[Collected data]

*** Block opens ***

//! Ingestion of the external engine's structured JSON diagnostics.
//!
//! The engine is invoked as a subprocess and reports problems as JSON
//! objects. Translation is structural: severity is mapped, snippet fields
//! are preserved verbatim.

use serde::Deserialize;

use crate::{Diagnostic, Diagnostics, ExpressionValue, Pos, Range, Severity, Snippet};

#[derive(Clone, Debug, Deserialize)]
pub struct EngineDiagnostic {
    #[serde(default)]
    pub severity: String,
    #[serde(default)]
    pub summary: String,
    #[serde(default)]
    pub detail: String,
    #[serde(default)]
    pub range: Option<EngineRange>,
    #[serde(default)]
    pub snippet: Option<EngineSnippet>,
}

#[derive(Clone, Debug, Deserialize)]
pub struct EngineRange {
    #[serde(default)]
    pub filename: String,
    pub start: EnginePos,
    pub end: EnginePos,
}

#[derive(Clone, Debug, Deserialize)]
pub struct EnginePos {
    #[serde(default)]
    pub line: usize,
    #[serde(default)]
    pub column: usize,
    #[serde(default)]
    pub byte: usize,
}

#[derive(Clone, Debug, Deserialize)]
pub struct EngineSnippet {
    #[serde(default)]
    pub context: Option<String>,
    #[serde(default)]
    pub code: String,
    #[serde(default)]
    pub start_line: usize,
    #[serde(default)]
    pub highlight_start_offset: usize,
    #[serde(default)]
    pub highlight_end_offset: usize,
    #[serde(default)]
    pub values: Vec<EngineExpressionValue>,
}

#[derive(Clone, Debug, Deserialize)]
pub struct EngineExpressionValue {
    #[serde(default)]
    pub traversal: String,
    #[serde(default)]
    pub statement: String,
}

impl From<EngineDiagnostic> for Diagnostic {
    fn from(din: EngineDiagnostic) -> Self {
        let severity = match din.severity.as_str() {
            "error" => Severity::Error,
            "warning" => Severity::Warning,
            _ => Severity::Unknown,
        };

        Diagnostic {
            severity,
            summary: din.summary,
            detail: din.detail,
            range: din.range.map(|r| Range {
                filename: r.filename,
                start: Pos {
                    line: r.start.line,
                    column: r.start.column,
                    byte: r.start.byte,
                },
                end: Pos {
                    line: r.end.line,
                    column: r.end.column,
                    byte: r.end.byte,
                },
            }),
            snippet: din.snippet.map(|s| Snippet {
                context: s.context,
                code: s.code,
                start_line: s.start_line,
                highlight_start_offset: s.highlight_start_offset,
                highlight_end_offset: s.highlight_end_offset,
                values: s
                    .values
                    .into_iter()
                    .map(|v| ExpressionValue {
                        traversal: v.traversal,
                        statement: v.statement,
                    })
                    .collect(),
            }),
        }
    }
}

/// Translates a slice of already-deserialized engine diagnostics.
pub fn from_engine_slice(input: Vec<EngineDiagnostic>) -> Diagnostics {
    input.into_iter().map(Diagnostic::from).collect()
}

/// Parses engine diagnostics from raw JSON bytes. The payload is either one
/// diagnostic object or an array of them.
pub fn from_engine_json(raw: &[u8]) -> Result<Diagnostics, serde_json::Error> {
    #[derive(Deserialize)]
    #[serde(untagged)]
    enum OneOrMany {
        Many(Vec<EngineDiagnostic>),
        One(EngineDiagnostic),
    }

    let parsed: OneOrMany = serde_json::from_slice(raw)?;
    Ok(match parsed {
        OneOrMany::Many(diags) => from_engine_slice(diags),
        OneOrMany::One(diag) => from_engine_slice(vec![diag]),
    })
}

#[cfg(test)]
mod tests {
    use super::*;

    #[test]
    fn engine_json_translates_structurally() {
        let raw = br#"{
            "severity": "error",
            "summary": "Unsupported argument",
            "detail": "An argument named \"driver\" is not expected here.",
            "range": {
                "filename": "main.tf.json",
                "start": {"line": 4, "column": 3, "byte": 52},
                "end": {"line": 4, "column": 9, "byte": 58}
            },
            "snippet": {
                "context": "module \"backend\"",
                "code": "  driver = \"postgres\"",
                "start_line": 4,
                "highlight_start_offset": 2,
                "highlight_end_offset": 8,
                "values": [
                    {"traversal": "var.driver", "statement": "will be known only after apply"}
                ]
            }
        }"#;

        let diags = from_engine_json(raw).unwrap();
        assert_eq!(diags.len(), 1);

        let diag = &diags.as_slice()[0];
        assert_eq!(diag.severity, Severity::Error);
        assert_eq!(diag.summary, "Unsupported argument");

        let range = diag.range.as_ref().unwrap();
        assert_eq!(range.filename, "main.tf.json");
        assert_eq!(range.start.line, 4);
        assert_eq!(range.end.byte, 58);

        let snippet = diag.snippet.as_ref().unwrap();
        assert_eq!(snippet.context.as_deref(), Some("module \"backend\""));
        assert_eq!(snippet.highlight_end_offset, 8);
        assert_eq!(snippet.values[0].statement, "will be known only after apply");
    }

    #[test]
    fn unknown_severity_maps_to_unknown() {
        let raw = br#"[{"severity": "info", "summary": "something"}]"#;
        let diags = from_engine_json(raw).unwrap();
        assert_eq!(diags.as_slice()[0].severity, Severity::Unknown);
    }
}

*** Block closes ***

Take every line from the data that contains the word "traversal".

    pub traversal: String,
                        traversal: v.traversal,
                    {"traversal": "var.driver", "statement": "will be known only after apply"}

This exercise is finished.